In-Query Text Scoring (0.5.40+)

BM25 is also callable from GQL/Cypher as text_score() and text_match(), which the planner pushes down into a TextScanOperator when a text index exists. Two scan modes:

  • Top-K (ORDER BY text_score(...) DESC LIMIT k): returns the k highest-scoring documents, using the inverted index to avoid scanning non-matching docs.
  • Threshold (WHERE text_score(...) > t): returns every document whose BM25 score exceeds t.
-- Top-K
MATCH (a:Article)
RETURN a.title, text_score(a.title, 'graph') AS score
ORDER BY text_score(a.title, 'graph') DESC
LIMIT 5

-- Threshold
MATCH (a:Article)
WHERE text_score(a.title, 'graph') > 1.0
RETURN a.title

See filter-expression hybrid search for the full syntax, AND/OR composition with vector predicates, and index-missing fallback behavior.

Auto-Sync Behavior

Text indexes are automatically maintained as nodes change. You do not need to rebuild after normal write operations:

# Index is created once
db.create_text_index("Article", "title")

# New nodes are auto-indexed
db.create_node(["Article"], {"title": "Rust Systems Programming"})
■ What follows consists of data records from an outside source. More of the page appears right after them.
//! Thin wire adapter.
//!
//! Translates JSON request bodies into [`SchedulingRequest`]s and results
//! back into JSON response bodies with an HTTP-style status code. Routing,
//! CORS and the server itself belong to the embedding transport.
//!
//! # Wire format
//!
//! Request: `{"tasks": [{"id", "name", "priority", "duration", "deadline"}], "max_time": n}`
//!
//! Success (200): `[{"task_id", "start_time", "end_time"}, ...]`
//!
//! Failure: `{"detail": "...", "kind": "infeasible"}` with status
//! 400 (infeasible), 422 (invalid request), 500 (solver error) or
//! 503 (solver timeout).

use log::warn;
use serde::{Deserialize, Serialize};

use crate::cp::CpSolver;
use crate::error::{ErrorKind, ScheduleError};
use crate::models::{Schedule, ScheduledEntry, SchedulingRequest, Strategy, Task};
use crate::scheduler::TaskScheduler;

/// Message returned by the health check.
pub const HEALTH_MESSAGE: &str = "Task Scheduling Optimizer API is running!";

/// Request body.
#[derive(Debug, Clone, PartialEq, Eq, Serialize, Deserialize)]
pub struct SchedulerInput {
    pub tasks: Vec<Task>,
    pub max_time: i64,
}

/// One placed task in a response body.
#[derive(Debug, Clone, Copy, PartialEq, Eq, Serialize, Deserialize)]
pub struct ScheduleEntryDto {
    pub task_id: i64,
    pub start_time: i64,
    pub end_time: i64,
}

/// Error response body.
#[derive(Debug, Clone, PartialEq, Eq, Serialize, Deserialize)]
pub struct ErrorBody {
    pub detail: String,
    pub kind: ErrorKind,
}

/// Health check body.
#[derive(Debug, Clone, PartialEq, Eq, Serialize, Deserialize)]
pub struct HealthBody {
    pub message: String,
}

/// Status code and serialized body.
#[derive(Debug, Clone, PartialEq, Eq)]
pub struct ApiResponse {
    pub status: u16,
    pub body: String,
}

impl From<SchedulerInput> for SchedulingRequest {
    fn from(input: SchedulerInput) -> Self {
        SchedulingRequest::new(input.tasks, input.max_time)
    }
}

impl From<&ScheduledEntry> for ScheduleEntryDto {
    fn from(entry: &ScheduledEntry) -> Self {
        Self {
            task_id: entry.task_id,
            start_time: entry.start,
            end_time: entry.end,
        }
    }
}

/// Converts a schedule into its response body entries.
pub fn to_dtos(schedule: &Schedule) -> Vec<ScheduleEntryDto> {
    schedule.entries.iter().map(ScheduleEntryDto::from).collect()
}

/// HTTP-style status for an error kind.
pub fn status_for(kind: ErrorKind) -> u16 {
    match kind {
        ErrorKind::InvalidRequest => 422,
        ErrorKind::Infeasible => 400,
        ErrorKind::SolverError => 500,
        ErrorKind::SolverTimeout => 503,
    }
}

/// Error detail as shown to clients.
fn detail_for(error: &ScheduleError) -> String {
    match error {
        ScheduleError::Infeasible(_) => "No feasible schedule found.".to_string(),
        other => other.to_string(),
    }
}

/// Builds the error response for a scheduling failure.
pub fn error_response(error: &ScheduleError) -> ApiResponse {
    let kind = error.kind();
    let body = ErrorBody {
        detail: detail_for(error),
        kind,
    };
    ApiResponse {
        status: status_for(kind),
        body: to_json(&body),
    }
}

/// Handles a `POST /schedule` body.
pub fn handle_schedule_json<S: CpSolver>(
    body: &str,
    strategy: Strategy,
    scheduler: &TaskScheduler<S>,
) -> ApiResponse {
    let input: SchedulerInput = match serde_json::from_str(body) {
        Ok(input) => input,
        Err(e) => {
            return error_response(&ScheduleError::invalid("body", e.to_string()));
        }
    };

    let request = SchedulingRequest::from(input);
    match scheduler.schedule(&request, strategy) {
        Ok(schedule) => ApiResponse {
            status: 200,
            body: to_json(&to_dtos(&schedule)),
        },
        Err(e) => error_response(&e),
    }
}

/// Handles `GET /`.
pub fn health() -> ApiResponse {
    ApiResponse {
        status: 200,
        body: to_json(&HealthBody {
            message: HEALTH_MESSAGE.to_string(),
        }),
    }
}

fn to_json<T: Serialize>(value: &T) -> String {
    serde_json::to_string(value).unwrap_or_else(|e| {
        warn!("response serialization failed: {e}");
        r#"{"detail":"internal serialization error","kind":"solver_error"}"#.to_string()
    })
}
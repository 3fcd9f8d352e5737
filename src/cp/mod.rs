//! Constraint-programming layer.
//!
//! The narrow solver contract the optimal scheduler is written against:
//! bounded integer variables, linear constraints, interval no-overlap,
//! a minimization objective and solve-with-status. Any CP or MIP engine
//! can sit behind [`CpSolver`]; [`BranchAndBoundSolver`] is the built-in one.
//!
//! # Reference
//! - Laborie et al. (2018), "IBM ILOG CP Optimizer for Scheduling"
//! - Baptiste et al. (2001), "Constraint-Based Scheduling"

mod model;
mod search;
mod solution;

pub use model::{
    Constraint, CpModel, IntVar, IntervalId, IntervalVar, LinearConstraint, LinearExpr, Relation,
    VarId,
};
pub use search::BranchAndBoundSolver;
pub use solution::{
    CpSolution, SolverConfig, SolverStatus, DEFAULT_NODE_LIMIT, DEFAULT_TIME_LIMIT_MS,
};

/// A constraint solver.
///
/// Implementations must honor the model exactly, stop within the budget in
/// `config`, and report one of the [`SolverStatus`] verdicts. `Optimal` and
/// `Feasible` must carry a value for every model variable.
pub trait CpSolver: Send + Sync {
    /// Solves the model.
    fn solve(&self, model: &CpModel, config: &SolverConfig) -> CpSolution;
}

impl<S: CpSolver + ?Sized> CpSolver for &S {
    fn solve(&self, model: &CpModel, config: &SolverConfig) -> CpSolution {
        (**self).solve(model, config)
    }
}
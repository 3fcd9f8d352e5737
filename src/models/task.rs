//! Task model.
//!
//! A task is a single block of work that occupies the shared resource
//! for a fixed duration and should finish by its deadline.
//!
//! # Reference
//! Pinedo (2016), "Scheduling: Theory, Algorithms, and Systems", Ch. 1

use serde::{Deserialize, Serialize};

/// A task to be placed on the shared resource.
///
/// # Time Representation
/// All times are integer units relative to the planning epoch (t=0).
/// The consumer defines what one unit means (minutes, slots, ...).
#[derive(Debug, Clone, PartialEq, Eq, Serialize, Deserialize)]
pub struct Task {
    /// Identifier, unique within a request.
    pub id: i64,
    /// Human-readable name. Informational only, but required on the wire.
    pub name: String,
    /// Scheduling priority (higher = more important).
    pub priority: i32,
    /// Time units the task occupies the resource. Must be positive.
    pub duration: i64,
    /// Latest acceptable completion time.
    pub deadline: i64,
}

impl Task {
    /// Creates a task with the given ID, duration and deadline.
    pub fn new(id: i64, duration: i64, deadline: i64) -> Self {
        Self {
            id,
            name: String::new(),
            priority: 0,
            duration,
            deadline,
        }
    }

    /// Sets the task name.
    pub fn with_name(mut self, name: impl Into<String>) -> Self {
        self.name = name.into();
        self
    }

    /// Sets the scheduling priority.
    pub fn with_priority(mut self, priority: i32) -> Self {
        self.priority = priority;
        self
    }

    /// Deadline clipped to the planning horizon.
    #[inline]
    pub fn effective_deadline(&self, horizon: i64) -> i64 {
        self.deadline.min(horizon)
    }

    /// Lateness if the task finishes at `end` (0 when on time).
    #[inline]
    pub fn tardiness_at(&self, end: i64) -> i64 {
        (end - self.deadline).max(0)
    }
}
# Updated properties are auto-reindexed
db.set_node_property(node_id, "title", "Updated Title")

# Deleted nodes are auto-removed from the index
db.delete_node(node_id)

# All of the above are reflected in search results immediately,
# no rebuild needed.

When to Rebuild

You only need rebuild_text_index() in rare cases:

  • Data was loaded through non-standard paths (e.g. persistence restore) before the index existed
  • You want to reindex after bulk operations performed through direct store manipulation
db.rebuild_text_index("Article", "title")

BM25 Configuration

Text indexes use the default BM25 configuration (k1=1.2, b=0.75) with Unicode-aware tokenization and English stop word removal. Custom BM25 parameters are not currently configurable through the API.